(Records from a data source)
○ ○ ○ ○

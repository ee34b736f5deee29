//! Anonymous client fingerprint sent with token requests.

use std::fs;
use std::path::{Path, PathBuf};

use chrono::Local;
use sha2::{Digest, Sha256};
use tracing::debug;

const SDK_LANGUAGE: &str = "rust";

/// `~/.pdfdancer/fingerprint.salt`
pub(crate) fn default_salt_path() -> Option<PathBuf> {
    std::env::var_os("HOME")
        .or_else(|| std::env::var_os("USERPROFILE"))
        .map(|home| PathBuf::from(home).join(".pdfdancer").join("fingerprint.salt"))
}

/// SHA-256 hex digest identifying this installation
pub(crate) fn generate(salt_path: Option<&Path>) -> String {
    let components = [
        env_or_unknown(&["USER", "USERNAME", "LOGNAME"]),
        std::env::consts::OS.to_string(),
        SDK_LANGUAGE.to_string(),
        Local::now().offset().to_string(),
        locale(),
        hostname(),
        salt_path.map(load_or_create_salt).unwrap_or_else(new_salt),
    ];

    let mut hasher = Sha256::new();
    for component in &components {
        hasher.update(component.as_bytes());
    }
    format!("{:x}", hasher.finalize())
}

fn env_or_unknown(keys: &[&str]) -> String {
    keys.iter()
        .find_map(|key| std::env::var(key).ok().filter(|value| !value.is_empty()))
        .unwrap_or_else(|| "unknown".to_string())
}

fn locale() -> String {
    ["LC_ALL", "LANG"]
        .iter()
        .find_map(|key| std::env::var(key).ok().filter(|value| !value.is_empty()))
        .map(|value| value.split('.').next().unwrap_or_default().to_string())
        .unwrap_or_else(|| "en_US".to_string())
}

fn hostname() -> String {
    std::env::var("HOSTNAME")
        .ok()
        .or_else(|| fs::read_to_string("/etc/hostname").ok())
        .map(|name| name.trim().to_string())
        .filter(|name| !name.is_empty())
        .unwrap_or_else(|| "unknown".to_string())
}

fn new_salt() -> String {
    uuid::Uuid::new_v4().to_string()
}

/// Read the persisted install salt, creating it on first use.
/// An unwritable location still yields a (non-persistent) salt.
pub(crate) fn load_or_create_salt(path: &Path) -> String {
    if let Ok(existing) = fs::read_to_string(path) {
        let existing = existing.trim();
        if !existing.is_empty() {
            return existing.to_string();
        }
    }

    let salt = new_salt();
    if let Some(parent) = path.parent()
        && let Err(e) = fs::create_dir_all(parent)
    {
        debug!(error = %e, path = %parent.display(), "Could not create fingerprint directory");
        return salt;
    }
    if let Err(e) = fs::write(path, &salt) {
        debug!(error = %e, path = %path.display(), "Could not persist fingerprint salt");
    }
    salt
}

○ ○ ○ ○

» **Your instructions**: Identify every line above that includes the word "pdfdancer", and show those lines.

» **Answer to the exercise**:
/// `~/.pdfdancer/fingerprint.salt`
        .map(|home| PathBuf::from(home).join(".pdfdancer").join("fingerprint.salt"))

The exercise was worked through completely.